* [LISTED ENTRIES]:

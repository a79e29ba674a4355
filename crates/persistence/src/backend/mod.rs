// Copyright (C) 2026 Fred Clausen
// Use of this source code is governed by an MIT-style
// license that can be found in the LICENSE file or at
// https://opensource.org/licenses/MIT.

//! Backend-specific connection setup.
//!
//! Everything Diesel cannot express portably lives here: connection
//! establishment, embedded migrations, `PRAGMA` and session variables, and
//! reading back auto-increment identifiers. Document queries and mutations in
//! `queries/` and `mutations/` stay backend-agnostic.

pub mod mysql;
pub mod sqlite;

use diesel::{Connection, MysqlConnection, SqliteConnection};

use crate::error::PersistenceError;

/// Operations the document store needs from a concrete connection type.
pub trait PersistenceBackend: Connection {
    /// Returns the identifier assigned by the most recent insert on this
    /// connection.
    ///
    /// # Errors
    ///
    /// Returns an error if the query fails.
    fn get_last_insert_rowid(&mut self) -> Result<i64, PersistenceError>;

    /// Fails unless the connection enforces foreign keys.
    ///
    /// # Errors
    ///
    /// Returns an error if foreign key enforcement is not enabled.
    fn verify_foreign_key_enforcement(&mut self) -> Result<(), PersistenceError>;
}

impl PersistenceBackend for SqliteConnection {
    fn get_last_insert_rowid(&mut self) -> Result<i64, PersistenceError> {
        sqlite::get_last_insert_rowid(self)
    }

    fn verify_foreign_key_enforcement(&mut self) -> Result<(), PersistenceError> {
        sqlite::verify_foreign_key_enforcement(self)
    }
}

impl PersistenceBackend for MysqlConnection {
    fn get_last_insert_rowid(&mut self) -> Result<i64, PersistenceError> {
        mysql::get_last_insert_rowid(self)
    }

    fn verify_foreign_key_enforcement(&mut self) -> Result<(), PersistenceError> {
        mysql::verify_foreign_key_enforcement(self)
    }
}
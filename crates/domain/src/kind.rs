// Copyright (C) 2026 Fred Clausen
// Use of this source code is governed by an MIT-style
// license that can be found in the LICENSE file or at
// https://opensource.org/licenses/MIT.

//! The closed set of numbered document kinds.

use crate::error::DomainError;
use serde::{Deserialize, Serialize};
use std::str::FromStr;

/// A kind of numbered business document.
///
/// Every per-kind lookup (default prefix, default format, status set, storage
/// table) is an exhaustive match over this enum, so adding a kind is a
/// compile-time checked change.
#[derive(Debug, Clone, Copy, PartialEq, Eq, Hash, PartialOrd, Ord, Serialize, Deserialize)]
#[serde(rename_all = "snake_case")]
pub enum DocumentKind {
    Estimate,
    Project,
    WorkOrder,
    Invoice,
    PurchaseOrder,
}

impl DocumentKind {
    /// All document kinds, in a stable order.
    pub const ALL: [Self; 5] = [
        Self::Estimate,
        Self::Project,
        Self::WorkOrder,
        Self::Invoice,
        Self::PurchaseOrder,
    ];

    /// Returns the string representation used for persistence and the API.
    #[must_use]
    pub const fn as_str(&self) -> &'static str {
        match self {
            Self::Estimate => "estimate",
            Self::Project => "project",
            Self::WorkOrder => "work_order",
            Self::Invoice => "invoice",
            Self::PurchaseOrder => "purchase_order",
        }
    }

    /// The compiled-in prefix used when a tenant has not configured one.
    #[must_use]
    pub const fn default_prefix(&self) -> &'static str {
        match self {
            Self::Estimate => "EST",
            Self::Project => "PROJ",
            Self::WorkOrder => "WO",
            Self::Invoice => "INV",
            Self::PurchaseOrder => "PO",
        }
    }

    /// The compiled-in number format used when a tenant has not configured one.
    #[must_use]
    pub const fn default_format(&self) -> &'static str {
        match self {
            Self::Estimate => "EST-{YYYY}-{####}",
            Self::Project => "PROJ-{YYYY}-{####}",
            Self::WorkOrder => "WO-{YYYY}-{####}",
            Self::Invoice => "INV-{YYYY}-{####}",
            Self::PurchaseOrder => "PO-{YYYY}-{####}",
        }
    }
}

impl std::fmt::Display for DocumentKind {
    fn fmt(&self, f: &mut std::fmt::Formatter<'_>) -> std::fmt::Result {
        write!(f, "{}", self.as_str())
    }
}

impl FromStr for DocumentKind {
    type Err = DomainError;

    fn from_str(s: &str) -> Result<Self, Self::Err> {
        match s {
            "estimate" => Ok(Self::Estimate),
            "project" => Ok(Self::Project),
            "work_order" => Ok(Self::WorkOrder),
            "invoice" => Ok(Self::Invoice),
            "purchase_order" => Ok(Self::PurchaseOrder),
            _ => Err(DomainError::InvalidDocumentKind(s.to_string())),
        }
    }
}
// Copyright (C) 2026 Fred Clausen
// Use of this source code is governed by an MIT-style
// license that can be found in the LICENSE file or at
// https://opensource.org/licenses/MIT.

#![allow(clippy::expect_used, clippy::unwrap_used)]

mod document_route_tests;
mod helpers;
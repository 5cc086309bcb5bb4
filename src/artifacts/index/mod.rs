//! Index (staging area) file format
//!
//! DIRC version 2:
//!
//! ```text
//! Header (12 bytes):
//!   - Signature: "DIRC" (4 bytes)
//!   - Version: 2 (4 bytes)
//!   - Entry count (4 bytes)
//!
//! Entries (variable length):
//!   - Each entry padded to 8-byte alignment
//!   - Contains stat metadata, oid, flags, and the path
//!
//! Checksum (20 bytes):
//!   - SHA-1 of all preceding bytes
//! ```

pub mod checksum;
pub mod entry_mode;
pub mod index_entry;
pub mod index_header;

/// Size of the trailing SHA-1 checksum in bytes
pub const CHECKSUM_SIZE: usize = 20;

/// Size of the index header in bytes
pub const HEADER_SIZE: usize = 12;

/// Magic signature identifying index files
pub const SIGNATURE: &str = "DIRC";

/// Index file format version
pub const VERSION: u32 = 2;
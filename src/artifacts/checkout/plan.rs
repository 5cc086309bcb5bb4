//! Plan ops
//!
//! The op alphabet produced by the planner, the post-order fold that orders
//! a subtree's ops, and the scans that collect conflicts and internal
//! errors before any side effect.
//!
//! The fold gives the plan its two ordering guarantees: directories are
//! created before their contents (parent ops are prepended), and contents
//! are deleted before their containing directory (`rmdir` is appended
//! after its children).

use crate::artifacts::index::entry_mode::EntryMode;
use crate::artifacts::objects::object_id::ObjectId;
use std::path::{Path, PathBuf};

/// One planned operation. Ops are immutable once emitted and owned by the
/// plan list.
#[derive(Debug, Clone, PartialEq, Eq)]
pub enum Op {
    Mkdir {
        path: PathBuf,
    },
    Rmdir {
        path: PathBuf,
    },
    Create {
        path: PathBuf,
        oid: ObjectId,
        mode: EntryMode,
    },
    /// The workdir content already matches; only the index needs the entry.
    CreateIndex {
        path: PathBuf,
        oid: ObjectId,
        mode: EntryMode,
    },
    Update {
        path: PathBuf,
        oid: ObjectId,
        mode: EntryMode,
        chmod: bool,
    },
    Delete {
        path: PathBuf,
    },
    DeleteIndex {
        path: PathBuf,
    },
    UpdateDirToBlob {
        path: PathBuf,
        oid: ObjectId,
    },
    UpdateBlobToTree {
        path: PathBuf,
    },
    Conflict {
        path: PathBuf,
    },
    Error {
        message: String,
    },
}

impl Op {
    pub fn path(&self) -> Option<&Path> {
        match self {
            Op::Mkdir { path }
            | Op::Rmdir { path }
            | Op::Create { path, .. }
            | Op::CreateIndex { path, .. }
            | Op::Update { path, .. }
            | Op::Delete { path }
            | Op::DeleteIndex { path }
            | Op::UpdateDirToBlob { path, .. }
            | Op::UpdateBlobToTree { path }
            | Op::Conflict { path } => Some(path),
            Op::Error { .. } => None,
        }
    }
}

/// Fold one subtree's results into its parent's. Children arrive already
/// flattened, in lexicographic visit order.
pub fn fold(parent: Option<Op>, mut children: Vec<Op>) -> Vec<Op> {
    match parent {
        None => children,
        // contents must be deleted before their containing directory
        Some(parent @ Op::Rmdir { .. }) => {
            children.push(parent);
            children
        }
        // directories must exist before their contents
        Some(parent) => {
            children.insert(0, parent);
            children
        }
    }
}

/// Every conflicting path in the plan, in plan order.
pub fn conflict_paths(plan: &[Op]) -> Vec<PathBuf> {
    plan.iter()
        .filter_map(|op| match op {
            Op::Conflict { path } => Some(path.clone()),
            _ => None,
        })
        .collect()
}

/// Every internal error message in the plan, in plan order.
pub fn error_messages(plan: &[Op]) -> Vec<String> {
    plan.iter()
        .filter_map(|op| match op {
            Op::Error { message } => Some(message.clone()),
            _ => None,
        })
        .collect()
}
//! Checkout error taxonomy
//!
//! Conflicts and internal errors are batched: the caller sees every
//! offending path, not just the first. Conflicts are reported, never
//! resolved.

use crate::artifacts::objects::object_id::ObjectId;
use std::path::PathBuf;
use thiserror::Error;

#[derive(Debug, Error)]
pub enum CheckoutError {
    #[error("missing required parameter: {0}")]
    MissingRequiredParameter(&'static str),

    #[error("commit {oid} for ref {reference} is not present in the object store")]
    CommitNotFetched { reference: String, oid: ObjectId },

    #[error(
        "your local changes to the following files would be overwritten by checkout:\n{}\nplease commit your changes or stash them before you switch branches",
        format_paths(paths)
    )]
    Conflicts { paths: Vec<PathBuf> },

    #[error("checkout failed internally:\n{}", messages.join("\n"))]
    Internal { messages: Vec<String> },
}

impl CheckoutError {
    /// Conflicting paths, when this is a conflict failure.
    pub fn conflict_paths(&self) -> Option<&[PathBuf]> {
        match self {
            CheckoutError::Conflicts { paths } => Some(paths),
            _ => None,
        }
    }
}

fn format_paths(paths: &[PathBuf]) -> String {
    paths
        .iter()
        .map(|path| format!("\t{}", path.display()))
        .collect::<Vec<_>>()
        .join("\n")
}
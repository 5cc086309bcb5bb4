//! Path matcher
//!
//! Two-stage filtering for checkout: an ordered list of path prefixes
//! (`filepaths`) gates which subtrees are walked at all, and an optional
//! glob selects entries at map time.
//!
//! The glob is split at its longest literal leading directory prefix
//! (`pattern_root`); the prefix is folded into the walk bases so whole
//! subtrees can be pruned in O(depth), and only the remaining tail is
//! matched as a glob against base-relative paths.

use globset::{GlobBuilder, GlobMatcher};
use std::path::{Component, Path, PathBuf};

const GLOB_META_CHARS: [char; 7] = ['*', '?', '[', ']', '{', '}', '!'];

#[derive(Debug)]
pub struct CheckoutFilter {
    /// Prefix gates: each filepath joined with the pattern root. An empty
    /// base admits everything.
    bases: Vec<PathBuf>,
    tail: Option<GlobMatcher>,
}

impl CheckoutFilter {
    pub fn new(filepaths: &[PathBuf], pattern: Option<&str>) -> anyhow::Result<Self> {
        let (pattern_root, pattern_tail) = match pattern {
            Some(pattern) => {
                let (root, tail) = split_pattern(pattern);
                (root, Some(tail))
            }
            None => (PathBuf::new(), None),
        };

        let bases = filepaths
            .iter()
            .map(|filepath| normalize(&filepath.join(&pattern_root)))
            .collect();

        let tail = match pattern_tail {
            Some(tail) => Some(
                GlobBuilder::new(&tail)
                    .literal_separator(true)
                    .build()?
                    .compile_matcher(),
            ),
            None => None,
        };

        Ok(CheckoutFilter { bases, tail })
    }

    /// True when `fullpath` is equal to, or a descendant of, any base.
    pub fn prefix_matches(&self, fullpath: &Path) -> bool {
        self.bases
            .iter()
            .any(|base| base.as_os_str().is_empty() || fullpath.starts_with(base))
    }

    /// The walker's descend gate: also true for ancestors of a base, so a
    /// deep base stays reachable from the root.
    pub fn worth_walking(&self, fullpath: &Path) -> bool {
        self.bases.iter().any(|base| {
            base.as_os_str().is_empty() || fullpath.starts_with(base) || base.starts_with(fullpath)
        })
    }

    /// Glob-match the base-relative remainder of `fullpath`. Vacuously true
    /// when no pattern was given.
    pub fn tail_matches(&self, fullpath: &Path) -> bool {
        let Some(tail) = &self.tail else {
            return true;
        };

        self.bases.iter().any(|base| {
            let relative = if base.as_os_str().is_empty() {
                Some(fullpath)
            } else {
                fullpath.strip_prefix(base).ok()
            };

            relative.is_some_and(|relative| {
                !relative.as_os_str().is_empty() && tail.is_match(relative)
            })
        })
    }
}

/// Split a glob into its longest literal leading directory prefix and the
/// remaining tail. The last component always belongs to the tail.
fn split_pattern(pattern: &str) -> (PathBuf, String) {
    let components: Vec<&str> = pattern.split('/').collect();

    let literal_len = components[..components.len() - 1]
        .iter()
        .take_while(|component| !component.contains(|c| GLOB_META_CHARS.contains(&c)))
        .count();

    let root: PathBuf = components[..literal_len].iter().collect();
    let tail = components[literal_len..].join("/");

    (root, tail)
}

fn normalize(path: &Path) -> PathBuf {
    path.components()
        .filter(|component| !matches!(component, Component::CurDir))
        .collect()
}
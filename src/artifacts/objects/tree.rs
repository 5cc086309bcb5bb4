//! Tree object
//!
//! A tree is an ordered list of `(name, mode, oid)` entries describing one
//! directory level. Subdirectories are nested trees referenced by oid.
//!
//! ## Wire format
//!
//! `tree <size>\0` followed by one `<octal mode> <name>\0<20-byte oid>` per
//! entry, names in ascending byte order.

use crate::artifacts::index::entry_mode::EntryMode;
use crate::artifacts::objects::object::Unpackable;
use crate::artifacts::objects::object::{Object, Packable};
use crate::artifacts::objects::object_id::ObjectId;
use crate::artifacts::objects::object_type::ObjectType;
use anyhow::Context;
use bytes::Bytes;
use derive_new::new;
use std::collections::BTreeMap;
use std::io::{BufRead, Write};

/// One `(oid, mode)` slot inside a tree.
#[derive(Debug, Clone, PartialEq, Eq, new)]
pub struct TreeEntry {
    pub oid: ObjectId,
    pub mode: EntryMode,
}

impl TreeEntry {
    pub fn is_tree(&self) -> bool {
        self.mode.is_tree()
    }
}

#[derive(Debug, Clone, Default)]
pub struct Tree {
    entries: BTreeMap<String, TreeEntry>,
}

impl Tree {
    pub fn from_entries(entries: BTreeMap<String, TreeEntry>) -> Self {
        Tree { entries }
    }

    pub fn insert(&mut self, name: impl Into<String>, entry: TreeEntry) {
        self.entries.insert(name.into(), entry);
    }

    pub fn get(&self, name: &str) -> Option<&TreeEntry> {
        self.entries.get(name)
    }

    pub fn entries(&self) -> impl Iterator<Item = (&String, &TreeEntry)> {
        self.entries.iter()
    }

    pub fn into_entries(self) -> BTreeMap<String, TreeEntry> {
        self.entries
    }

    pub fn is_empty(&self) -> bool {
        self.entries.is_empty()
    }
}

impl Packable for Tree {
    fn serialize(&self) -> anyhow::Result<Bytes> {
        let mut content_bytes = Vec::new();
        for (name, entry) in &self.entries {
            let header = format!("{:o} {}", entry.mode.as_u32(), name);
            content_bytes.write_all(header.as_bytes())?;
            content_bytes.push(0);
            entry.oid.write_h40_to(&mut content_bytes)?;
        }

        let mut tree_bytes = Vec::new();
        let header = format!("{} {}\0", self.object_type().as_str(), content_bytes.len());
        tree_bytes.write_all(header.as_bytes())?;
        tree_bytes.write_all(&content_bytes)?;

        Ok(Bytes::from(tree_bytes))
    }
}

impl Unpackable for Tree {
    fn deserialize(reader: impl BufRead) -> anyhow::Result<Self> {
        let mut entries = BTreeMap::new();
        let mut reader = reader;

        let mut mode_bytes = Vec::new();
        let mut name_bytes = Vec::new();

        loop {
            mode_bytes.clear();
            let n = reader.read_until(b' ', &mut mode_bytes)?;
            if n == 0 {
                break; // clean EOF: no more entries
            }
            if *mode_bytes.last().unwrap() != b' ' {
                anyhow::bail!("unexpected EOF in tree entry mode");
            }
            mode_bytes.pop();

            let mode_str = std::str::from_utf8(&mode_bytes)?;
            let mode = EntryMode::from_octal_str(mode_str)?;

            name_bytes.clear();
            let n = reader.read_until(b'\0', &mut name_bytes)?;
            if n == 0 || *name_bytes.last().unwrap() != b'\0' {
                anyhow::bail!("unexpected EOF in tree entry name");
            }
            name_bytes.pop();
            let name = std::str::from_utf8(&name_bytes)?.to_owned();

            let oid =
                ObjectId::read_h40_from(&mut reader).context("unexpected EOF in tree entry oid")?;

            entries.insert(name, TreeEntry::new(oid, mode));
        }

        Ok(Tree { entries })
    }
}

impl Object for Tree {
    fn object_type(&self) -> ObjectType {
        ObjectType::Tree
    }
}

#[cfg(test)]
mod tests {
    use super::*;
    use crate::artifacts::index::entry_mode::FileMode;
    use std::io::Cursor;

    fn oid(fill: char) -> ObjectId {
        ObjectId::try_parse(fill.to_string().repeat(40)).unwrap()
    }

    #[test]
    fn serializes_and_deserializes_entries_in_name_order() {
        let mut tree = Tree::default();
        tree.insert("zeta", TreeEntry::new(oid('a'), EntryMode::Directory));
        tree.insert(
            "alpha.txt",
            TreeEntry::new(oid('b'), EntryMode::File(FileMode::Regular)),
        );

        let bytes = tree.serialize().unwrap();
        let mut reader = Cursor::new(bytes);
        ObjectType::parse_object_type(&mut reader).unwrap();
        let parsed = Tree::deserialize(reader).unwrap();

        let names: Vec<_> = parsed.entries().map(|(name, _)| name.clone()).collect();
        pretty_assertions::assert_eq!(names, vec!["alpha.txt", "zeta"]);
        assert!(parsed.get("zeta").unwrap().is_tree());
        assert!(!parsed.get("alpha.txt").unwrap().is_tree());
    }

    #[test]
    fn tree_modes_survive_the_wire_format() {
        let mut tree = Tree::default();
        tree.insert(
            "run.sh",
            TreeEntry::new(oid('c'), EntryMode::File(FileMode::Executable)),
        );
        tree.insert("link", TreeEntry::new(oid('d'), EntryMode::Symlink));

        let bytes = tree.serialize().unwrap();
        let mut reader = Cursor::new(bytes);
        ObjectType::parse_object_type(&mut reader).unwrap();
        let parsed = Tree::deserialize(reader).unwrap();

        assert_eq!(
            parsed.get("run.sh").unwrap().mode,
            EntryMode::File(FileMode::Executable)
        );
        assert_eq!(parsed.get("link").unwrap().mode, EntryMode::Symlink);
    }
}
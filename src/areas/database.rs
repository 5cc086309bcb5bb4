//! Object store
//!
//! Loose-object storage under `<gitdir>/objects`: each object lives at
//! `aa/bbbb…` (hash fan-out), zlib-compressed, prefixed with the
//! `<type> <size>\0` header.

use crate::artifacts::objects::blob::Blob;
use crate::artifacts::objects::commit::Commit;
use crate::artifacts::objects::object::{Object, ObjectBox, Unpackable};
use crate::artifacts::objects::object_id::ObjectId;
use crate::artifacts::objects::object_type::ObjectType;
use crate::artifacts::objects::tree::Tree;
use anyhow::Context;
use bytes::Bytes;
use std::io::{BufRead, Cursor, Read, Write};
use std::path::{Path, PathBuf};
use std::sync::atomic::{AtomicU64, Ordering};

#[derive(Debug)]
pub struct Database {
    /// Path to the objects directory (typically `<gitdir>/objects`)
    path: Box<Path>,
}

static TEMP_COUNTER: AtomicU64 = AtomicU64::new(0);

impl Database {
    pub fn new(path: Box<Path>) -> Self {
        Database { path }
    }

    pub fn objects_path(&self) -> &Path {
        &self.path
    }

    /// Decompressed object content, header included.
    pub fn load(&self, object_id: &ObjectId) -> anyhow::Result<Bytes> {
        let object_path = self.path.join(object_id.to_path());

        self.read_object(object_path)
    }

    /// Store an object; existing objects are left untouched (content
    /// addressing makes the write a no-op).
    pub fn store(&self, object: &impl Object) -> anyhow::Result<ObjectId> {
        let object_id = object.object_id()?;
        let object_path = self.path.join(object_id.to_path());

        if !object_path.exists() {
            std::fs::create_dir_all(
                object_path
                    .parent()
                    .with_context(|| format!("invalid object path {}", object_path.display()))?,
            )?;

            self.write_object(object_path, object.serialize()?)?;
        }

        Ok(object_id)
    }

    pub fn parse_object(&self, object_id: &ObjectId) -> anyhow::Result<ObjectBox> {
        let (object_type, object_reader) = self.parse_object_as_bytes(object_id)?;

        match object_type {
            ObjectType::Blob => Ok(ObjectBox::Blob(Box::new(Blob::deserialize(object_reader)?))),
            ObjectType::Tree => Ok(ObjectBox::Tree(Box::new(Tree::deserialize(object_reader)?))),
            ObjectType::Commit => Ok(ObjectBox::Commit(Box::new(Commit::deserialize(
                object_reader,
            )?))),
        }
    }

    pub fn parse_object_as_blob(&self, object_id: &ObjectId) -> anyhow::Result<Option<Blob>> {
        let (object_type, object_reader) = self.parse_object_as_bytes(object_id)?;

        match object_type {
            ObjectType::Blob => Ok(Some(Blob::deserialize(object_reader)?)),
            _ => Ok(None),
        }
    }

    pub fn parse_object_as_tree(&self, object_id: &ObjectId) -> anyhow::Result<Option<Tree>> {
        let (object_type, object_reader) = self.parse_object_as_bytes(object_id)?;

        match object_type {
            ObjectType::Tree => Ok(Some(Tree::deserialize(object_reader)?)),
            _ => Ok(None),
        }
    }

    pub fn parse_object_as_commit(&self, object_id: &ObjectId) -> anyhow::Result<Option<Commit>> {
        let (object_type, object_reader) = self.parse_object_as_bytes(object_id)?;

        match object_type {
            ObjectType::Commit => Ok(Some(Commit::deserialize(object_reader)?)),
            _ => Ok(None),
        }
    }

    fn parse_object_as_bytes(
        &self,
        object_id: &ObjectId,
    ) -> anyhow::Result<(ObjectType, impl BufRead)> {
        let object_path = self.path.join(object_id.to_path());
        let object_content = self.read_object(object_path)?;
        let mut object_reader = Cursor::new(object_content);

        let object_type = ObjectType::parse_object_type(&mut object_reader)?;

        Ok((object_type, object_reader))
    }

    fn read_object(&self, object_path: PathBuf) -> anyhow::Result<Bytes> {
        let object_content = std::fs::read(&object_path)
            .with_context(|| format!("unable to read object file {}", object_path.display()))?;

        Self::decompress(object_content.into())
    }

    fn write_object(&self, object_path: PathBuf, object_content: Bytes) -> anyhow::Result<()> {
        let object_dir = object_path
            .parent()
            .with_context(|| format!("invalid object path {}", object_path.display()))?;
        let temp_object_path = object_dir.join(Self::generate_temp_name());

        let object_content = Self::compress(object_content)?;

        let mut file = std::fs::OpenOptions::new()
            .write(true)
            .create_new(true)
            .open(&temp_object_path)
            .with_context(|| {
                format!("unable to open object file {}", temp_object_path.display())
            })?;

        file.write_all(&object_content).with_context(|| {
            format!("unable to write object file {}", temp_object_path.display())
        })?;

        // rename makes the publish atomic
        std::fs::rename(&temp_object_path, &object_path).with_context(|| {
            format!("unable to rename object file to {}", object_path.display())
        })?;

        Ok(())
    }

    fn compress(data: Bytes) -> anyhow::Result<Bytes> {
        let mut encoder =
            flate2::write::ZlibEncoder::new(Vec::new(), flate2::Compression::default());
        encoder
            .write_all(&data)
            .context("unable to compress object content")?;

        encoder
            .finish()
            .map(|compressed| compressed.into())
            .context("unable to finish compressing object content")
    }

    fn decompress(data: Bytes) -> anyhow::Result<Bytes> {
        let mut decoder = flate2::read::ZlibDecoder::new(&*data);
        let mut decompressed = Vec::new();
        decoder
            .read_to_end(&mut decompressed)
            .context("unable to decompress object content")?;

        Ok(decompressed.into())
    }

    fn generate_temp_name() -> String {
        format!(
            "tmp-obj-{}-{}",
            std::process::id(),
            TEMP_COUNTER.fetch_add(1, Ordering::Relaxed)
        )
    }
}
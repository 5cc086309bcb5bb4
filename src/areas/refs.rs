//! References
//!
//! Human-readable names pointing at commits. A ref file contains either a
//! 40-hex object id (direct) or `ref: <path>` (symbolic). `HEAD` is the
//! distinguished symbolic ref naming the checked-out branch, or a detached
//! object id.

use crate::artifacts::objects::object_id::ObjectId;
use anyhow::Context;
use derive_new::new;
use file_guard::Lock;
use std::io::Write;
use std::ops::DerefMut;
use std::path::{Path, PathBuf};

/// Pattern for symbolic reference contents
const SYMREF_REGEX: &str = r"^ref: (.+)$";

pub const HEAD_REF_NAME: &str = "HEAD";

#[derive(Debug, Clone)]
enum SymRefOrOid {
    SymRef(String),
    Oid(ObjectId),
}

impl SymRefOrOid {
    fn read_from(path: &Path) -> anyhow::Result<Option<SymRefOrOid>> {
        if !path.exists() {
            return Ok(None);
        }

        let content = std::fs::read_to_string(path)?;
        let content = content.trim();

        if content.is_empty() {
            return Ok(None);
        }

        let symref_match = regex::Regex::new(SYMREF_REGEX)?.captures(content);
        if let Some(symref_match) = symref_match {
            Ok(Some(SymRefOrOid::SymRef(symref_match[1].to_string())))
        } else {
            Ok(Some(SymRefOrOid::Oid(ObjectId::try_parse(
                content.to_string(),
            )?)))
        }
    }
}

/// Reference manager rooted at the gitdir.
#[derive(Debug, new)]
pub struct Refs {
    path: Box<Path>,
}

impl Refs {
    /// Expand a short name to the full ref name, searching the gitdir
    /// itself, `refs/`, `refs/heads/`, and `refs/remotes/` in that order.
    pub fn expand_ref(&self, name: &str) -> anyhow::Result<Option<String>> {
        let candidates = [
            PathBuf::from(name),
            Path::new("refs").join(name),
            Path::new("refs").join("heads").join(name),
            Path::new("refs").join("remotes").join(name),
        ];

        Ok(candidates
            .into_iter()
            .find(|candidate| self.path.join(candidate).is_file())
            .map(|candidate| candidate.to_string_lossy().replace('\\', "/")))
    }

    /// Resolve a short name to an object id, following symbolic refs.
    pub fn resolve_ref(&self, name: &str) -> anyhow::Result<Option<ObjectId>> {
        match self.expand_ref(name)? {
            Some(full_ref) => self.read_symref(&self.path.join(full_ref)),
            None => Ok(None),
        }
    }

    pub fn read_head(&self) -> anyhow::Result<Option<ObjectId>> {
        self.read_symref(&self.head_path())
    }

    fn read_symref(&self, path: &Path) -> anyhow::Result<Option<ObjectId>> {
        match SymRefOrOid::read_from(path)? {
            Some(SymRefOrOid::SymRef(target)) => self.read_symref(&self.path.join(target)),
            Some(SymRefOrOid::Oid(oid)) => Ok(Some(oid)),
            None => Ok(None),
        }
    }

    /// Point `HEAD` at the checkout target: symbolically for branch refs,
    /// detached otherwise.
    pub fn set_head(&self, target: &str, oid: &ObjectId) -> anyhow::Result<()> {
        let full_ref = self.expand_ref(target)?;

        match full_ref {
            Some(full_ref) if full_ref.starts_with("refs/heads/") => {
                self.write_ref_file(&self.head_path(), format!("ref: {}\n", full_ref))
            }
            _ => self.write_ref_file(&self.head_path(), format!("{}\n", oid)),
        }
    }

    /// Create or overwrite `refs/heads/<name>` with a direct oid.
    pub fn create_branch_ref(&self, name: &str, oid: &ObjectId) -> anyhow::Result<()> {
        let branch_path = self.heads_path().join(name);
        self.write_ref_file(&branch_path, format!("{}\n", oid))
    }

    /// Write a ref file under an exclusive lock, creating parents as needed.
    pub fn write_ref_file(&self, path: &Path, raw_ref: String) -> anyhow::Result<()> {
        std::fs::create_dir_all(path.parent().with_context(|| {
            format!("unable to create parent directories for ref file {:?}", path)
        })?)?;

        let mut ref_file = std::fs::OpenOptions::new()
            .write(true)
            .create(true)
            .truncate(true)
            .open(path)
            .with_context(|| format!("unable to open ref file {:?}", path))?;
        let mut lock = file_guard::lock(&mut ref_file, Lock::Exclusive, 0, 1)?;
        lock.deref_mut().write_all(raw_ref.as_bytes())?;

        Ok(())
    }

    pub fn head_path(&self) -> PathBuf {
        self.path.join(HEAD_REF_NAME)
    }

    pub fn refs_path(&self) -> PathBuf {
        self.path.join("refs")
    }

    pub fn heads_path(&self) -> PathBuf {
        self.refs_path().join("heads")
    }

    pub fn remotes_path(&self) -> PathBuf {
        self.refs_path().join("remotes")
    }
}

* [ABOUT THIS EXERCISE]:
Take the listing above and repeat exactly the lines from the one containing "to create parent" through the one containing "let mut lock", both included.

* [FINISHED EXERCISE]:
            format!("unable to create parent directories for ref file {:?}", path)
        })?)?;

        let mut ref_file = std::fs::OpenOptions::new()
            .write(true)
            .create(true)
            .truncate(true)
            .open(path)
            .with_context(|| format!("unable to open ref file {:?}", path))?;
        let mut lock = file_guard::lock(&mut ref_file, Lock::Exclusive, 0, 1)?;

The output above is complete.